Most people look at Alexandra and see what it lacks.

Lebone looked at it and saw what it needed.

The young entrepreneur behind Lumos Café grew up in Alex staring across at Sandton, the richest square mile in Africa, and decided she wanted to build something of her own.

What started as a dream has become one of the township's most exciting young businesses, serving coffee, milkshakes, waffles and comfort food to a community that deserves far more spaces like this.

The first thing you'll notice is the ambition.

Lumos feels like the opening chapter of a story that's going to end in a remarkable way.

It's the sort of place that reminds you that Johannesburg's future isn't being built in boardrooms. It's being built by people willing to take risks, back themselves and create something where nothing existed before.

The food is excellent too. Try the chicken waffle burger.

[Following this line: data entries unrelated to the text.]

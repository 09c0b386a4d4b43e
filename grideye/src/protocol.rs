// SPDX-License-Identifier: Apache-2.0
// Copyright © 2021 Will Ross
//! A minimal text protocol for streaming frames to a host.
//!
//! The host sends a single command byte, and for [`CAPTURE_COMMAND`] the device captures a frame
//! and answers with one line of text: 64 fixed-width fields, one per pixel in row-major order,
//! with no separators, followed by `"\r\n"`. Each field is exactly [`FIELD_WIDTH`] characters, so
//! a host can split the line by position:
//!
//! ```text
//! 025.75025.50-03.25...\r\n
//! ```
//!
//! This module doesn't do any I/O itself. Feed it the bytes received from whatever serial
//! transport you have, and write the returned lines back out.
use core::fmt::Write;

use arrayvec::ArrayString;

use crate::bus::RegisterBus;
use crate::calculations::NUM_PIXELS;
use crate::driver::GridEye;
use crate::error::{Error, LibraryError};

/// The command byte requesting a frame capture.
pub const CAPTURE_COMMAND: u8 = b'r';

/// The number of characters used for each temperature.
pub const FIELD_WIDTH: usize = 6;

const LINE_TERMINATOR: &str = "\r\n";

/// The length of a full frame line, including the terminator.
pub const LINE_LENGTH: usize = NUM_PIXELS * FIELD_WIDTH + LINE_TERMINATOR.len();

/// One formatted frame.
pub type FrameLine = ArrayString<LINE_LENGTH>;

/// Write a temperature as a six character fixed-point field.
///
/// Non-negative values are written as `DDD.FF`, negative values as `-DD.FF`. Both parts are
/// truncated toward zero, not rounded. Negative zero is written the same as zero. Values that
/// don't fit in six characters (less than or equal to -100, or greater than or equal to 1000) and
/// non-finite values are rejected.
/// ```
/// # use arrayvec::ArrayString;
/// # use grideye::protocol::format_temperature;
/// let mut field = ArrayString::<6>::new();
/// format_temperature(-5.25, &mut field)?;
/// assert_eq!(field.as_str(), "-05.25");
/// # Ok::<(), grideye::LibraryError>(())
/// ```
pub fn format_temperature<W: Write>(value: f32, out: &mut W) -> Result<(), LibraryError> {
    if !value.is_finite() {
        return Err(LibraryError::OutOfRange("Temperature is not a finite number"));
    }
    let negative = value < 0.0;
    let magnitude = if negative { -value } else { value };
    let (sign, integer_width, limit) = if negative {
        ("-", 2usize, 100f32)
    } else {
        ("", 3usize, 1000f32)
    };
    if magnitude >= limit {
        return Err(LibraryError::OutOfRange(
            "Temperature does not fit in a six character field",
        ));
    }
    // `as` truncates toward zero, which is the behavior we want for both parts.
    let whole = magnitude as u16;
    // Rounding in the multiplication can push a fraction just under 1 up to 100.
    let hundredths = (((magnitude - f32::from(whole)) * 100.0) as u16).min(99);
    write!(
        out,
        "{}{:0width$}.{:02}",
        sign,
        whole,
        hundredths,
        width = integer_width
    )
    .map_err(|_| LibraryError::OutOfRange("Output buffer is full"))
}

/// Format a full frame as a single line of text.
pub fn format_frame(temperatures: &[f32; NUM_PIXELS]) -> Result<FrameLine, LibraryError> {
    let mut line = FrameLine::new();
    for temperature in temperatures.iter() {
        format_temperature(*temperature, &mut line)?;
    }
    line.try_push_str(LINE_TERMINATOR)
        .map_err(|_| LibraryError::OutOfRange("Output buffer is full"))?;
    Ok(line)
}

/// Parse a frame line back into temperatures, as a host receiving the line would.
///
/// Fields are split by position, so the line only needs to be at least 64 fields long. Anything
/// after the last field (normally the line terminator) is ignored, as is whitespace around a field.
/// ```
/// # use grideye::protocol::{format_frame, parse_frame};
/// let mut temperatures = [21.5f32; 64];
/// temperatures[9] = -4.25;
/// let line = format_frame(&temperatures)?;
/// assert_eq!(parse_frame(&line)?, temperatures);
/// # Ok::<(), grideye::LibraryError>(())
/// ```
pub fn parse_frame(line: &str) -> Result<[f32; NUM_PIXELS], LibraryError> {
    if line.len() < NUM_PIXELS * FIELD_WIDTH {
        return Err(LibraryError::InvalidData("Frame line is too short"));
    }
    let mut temperatures = [0f32; NUM_PIXELS];
    for (index, temperature) in temperatures.iter_mut().enumerate() {
        let start = index * FIELD_WIDTH;
        let field = line
            .get(start..start + FIELD_WIDTH)
            .ok_or(LibraryError::InvalidData("Frame line is not split on field boundaries"))?;
        let value: f32 = field
            .trim()
            .parse()
            .map_err(|_| LibraryError::InvalidData("Malformed temperature field"))?;
        if !value.is_finite() {
            return Err(LibraryError::InvalidData("Malformed temperature field"));
        }
        *temperature = value;
    }
    Ok(temperatures)
}

/// Handle one command byte from the host.
///
/// For [`CAPTURE_COMMAND`] a frame is captured and returned formatted. Any other byte is ignored,
/// returning `Ok(None)` without touching the bus. If the frame is captured but can't be
/// formatted, the driver still holds the new frame.
pub fn handle_command<B>(
    sensor: &mut GridEye<B>,
    command: u8,
) -> Result<Option<FrameLine>, Error<B::Error>>
where
    B: RegisterBus,
{
    if command != CAPTURE_COMMAND {
        trace!("Ignoring command byte {=u8:#x}", command);
        return Ok(None);
    }
    sensor.capture_frame()?;
    let line = format_frame(sensor.temperatures())?;
    Ok(Some(line))
}

#[cfg(test)]
#[allow(clippy::float_cmp)]
mod test {
    use arrayvec::ArrayString;
    use float_cmp::assert_approx_eq;
    use grideye_test_data::*;

    use super::*;
    use crate::register::DeviceAddress;

    fn field(value: f32) -> Result<ArrayString<FIELD_WIDTH>, LibraryError> {
        let mut out = ArrayString::new();
        format_temperature(value, &mut out)?;
        Ok(out)
    }

    #[test]
    fn positive_fields() {
        assert_eq!(field(25.75).unwrap().as_str(), "025.75");
        assert_eq!(field(0.0).unwrap().as_str(), "000.00");
        assert_eq!(field(0.25).unwrap().as_str(), "000.25");
        assert_eq!(field(511.75).unwrap().as_str(), "511.75");
        assert_eq!(field(999.99).unwrap().as_str().len(), FIELD_WIDTH);
    }

    #[test]
    fn fractions_truncate() {
        // 1/16℃ steps from the thermistor
        assert_eq!(field(0.0625).unwrap().as_str(), "000.06");
        assert_eq!(field(31.0625).unwrap().as_str(), "031.06");
        assert_eq!(field(31.9375).unwrap().as_str(), "031.93");
    }

    #[test]
    fn negative_fields() {
        assert_eq!(field(-5.25).unwrap().as_str(), "-05.25");
        assert_eq!(field(-0.25).unwrap().as_str(), "-00.25");
        assert_eq!(field(-99.75).unwrap().as_str(), "-99.75");
        // Negative zero comes out of the decoder when only the sign bit is set.
        assert_eq!(field(-0.0).unwrap().as_str(), "000.00");
    }

    #[test]
    fn out_of_range_fields() {
        assert!(matches!(field(-100.0), Err(LibraryError::OutOfRange(_))));
        assert!(matches!(field(-511.75), Err(LibraryError::OutOfRange(_))));
        assert!(matches!(field(1000.0), Err(LibraryError::OutOfRange(_))));
        assert!(matches!(field(f32::NAN), Err(LibraryError::OutOfRange(_))));
        assert!(matches!(
            field(f32::NEG_INFINITY),
            Err(LibraryError::OutOfRange(_))
        ));
    }

    #[test]
    fn full_line() {
        let mut temperatures = [0f32; NUM_PIXELS];
        temperatures
            .iter_mut()
            .enumerate()
            .for_each(|(index, temperature)| *temperature = index as f32 * 0.25);
        temperatures[1] = -12.5;
        let line = format_frame(&temperatures).unwrap();
        assert_eq!(line.len(), LINE_LENGTH);
        assert!(line.starts_with("000.00-12.50000.50"));
        assert!(line.ends_with("015.75\r\n"));
        // Every field sits at a fixed offset
        assert_eq!(&line[10 * FIELD_WIDTH..11 * FIELD_WIDTH], "002.50");
    }

    #[test]
    fn line_with_unrepresentable_pixel() {
        let mut temperatures = [20.0f32; NUM_PIXELS];
        temperatures[7] = -200.0;
        assert!(format_frame(&temperatures).is_err());
    }

    #[test]
    fn parse_formatted_line() {
        let mut temperatures = [0f32; NUM_PIXELS];
        temperatures
            .iter_mut()
            .enumerate()
            .for_each(|(index, temperature)| *temperature = index as f32 * 0.25 - 8.0);
        temperatures[20] = 511.75;
        temperatures[21] = -99.75;
        let line = format_frame(&temperatures).unwrap();
        assert_eq!(parse_frame(&line), Ok(temperatures));
        // The terminator is optional
        assert_eq!(
            parse_frame(line.trim_end_matches(LINE_TERMINATOR)),
            Ok(temperatures)
        );
    }

    #[test]
    fn parse_truncates_like_the_formatter() {
        let mut temperatures = [0f32; NUM_PIXELS];
        temperatures[0] = 31.0625;
        let line = format_frame(&temperatures).unwrap();
        let parsed = parse_frame(&line).unwrap();
        assert_approx_eq!(f32, parsed[0], 31.06, epsilon = 0.0001);
    }

    #[test]
    fn parse_padded_fields() {
        let mut line = FrameLine::new();
        for _ in 0..NUM_PIXELS {
            line.push_str("  1.5 ");
        }
        assert_eq!(parse_frame(&line), Ok([1.5f32; NUM_PIXELS]));
    }

    #[test]
    fn parse_short_line() {
        let line = format_frame(&[20.0f32; NUM_PIXELS]).unwrap();
        let short = &line[..NUM_PIXELS * FIELD_WIDTH - 1];
        assert!(matches!(
            parse_frame(short),
            Err(LibraryError::InvalidData(_))
        ));
        assert!(matches!(parse_frame(""), Err(LibraryError::InvalidData(_))));
    }

    #[test]
    fn parse_malformed_fields() {
        let mut line = format_frame(&[20.0f32; NUM_PIXELS]).unwrap();
        line.truncate(FIELD_WIDTH * 10);
        line.push_str("02x.00");
        while line.len() < NUM_PIXELS * FIELD_WIDTH {
            line.push_str("020.00");
        }
        assert!(matches!(
            parse_frame(&line),
            Err(LibraryError::InvalidData(_))
        ));
        let mut not_finite = FrameLine::new();
        for _ in 0..NUM_PIXELS {
            not_finite.push_str("   NaN");
        }
        assert!(parse_frame(&not_finite).is_err());
        // A multi-byte character shifts every field after it off of the field boundaries.
        let mut misaligned = FrameLine::new();
        misaligned.push_str("20.0℃");
        while misaligned.len() < NUM_PIXELS * FIELD_WIDTH {
            misaligned.push_str("020.00");
        }
        assert!(parse_frame(&misaligned).is_err());
    }

    #[test]
    fn other_commands_are_ignored() {
        let mock = mock_grideye_with_frame(DEFAULT_ADDRESS, &ramp_frame());
        let mut sensor = GridEye::new(mock.clone(), DeviceAddress::Primary);
        for command in [b'R', b'x', b'\n', 0x00] {
            assert_eq!(handle_command(&mut sensor, command), Ok(None));
        }
        assert!(mock.recent_operations().is_empty());
    }

    #[test]
    fn capture_command() {
        let mock = mock_grideye_with_frame(DEFAULT_ADDRESS, &ramp_frame());
        let mut sensor = GridEye::new(mock.clone(), DeviceAddress::Primary);
        sensor.initialize().unwrap();
        mock.clear_recent_operations();
        let line = handle_command(&mut sensor, CAPTURE_COMMAND)
            .unwrap()
            .expect("A capture command should produce a line");
        assert_eq!(mock.recent_operations().len(), 128);
        assert!(line.starts_with("000.00000.25000.50"));
        assert!(line.ends_with("015.50015.75\r\n"));
        assert_eq!(sensor.hot_index(), 63);
    }

    #[test]
    fn capture_command_with_unrepresentable_frame() {
        let mock = mock_grideye_with_frame(DEFAULT_ADDRESS, &uniform_frame(0xFF, 0x0F));
        let mut sensor = GridEye::new(mock, DeviceAddress::Primary);
        let res = handle_command(&mut sensor, CAPTURE_COMMAND);
        assert!(matches!(
            res,
            Err(Error::Library(LibraryError::OutOfRange(_)))
        ));
        // The frame was still captured
        assert_eq!(sensor.min_temperature(), -511.75);
    }

    #[test]
    fn capture_command_bus_error() {
        let mock = mock_grideye_with_frame(DEFAULT_ADDRESS, &ramp_frame());
        mock.fail_on_register(Some(PIXEL_BASE));
        let mut sensor = GridEye::new(mock, DeviceAddress::Primary);
        assert_eq!(
            handle_command(&mut sensor, CAPTURE_COMMAND),
            Err(Error::Bus(MockError::Injected(PIXEL_BASE)))
        );
    }
}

Since my first visit, Hammy Eats has been fortunate to help connect Lebone with barista training, and watching her continue to invest in herself and her business has been one of the most rewarding parts of following Lumos' journey.

Lumos captures something essential about Johannesburg.

Hope.

The belief that tomorrow can be bigger than today.

The belief that your postcode doesn't determine your future.

The belief that if you're prepared to work hard enough, you can build something extraordinary.

In a city built on ambition, that's worth raising a cup to.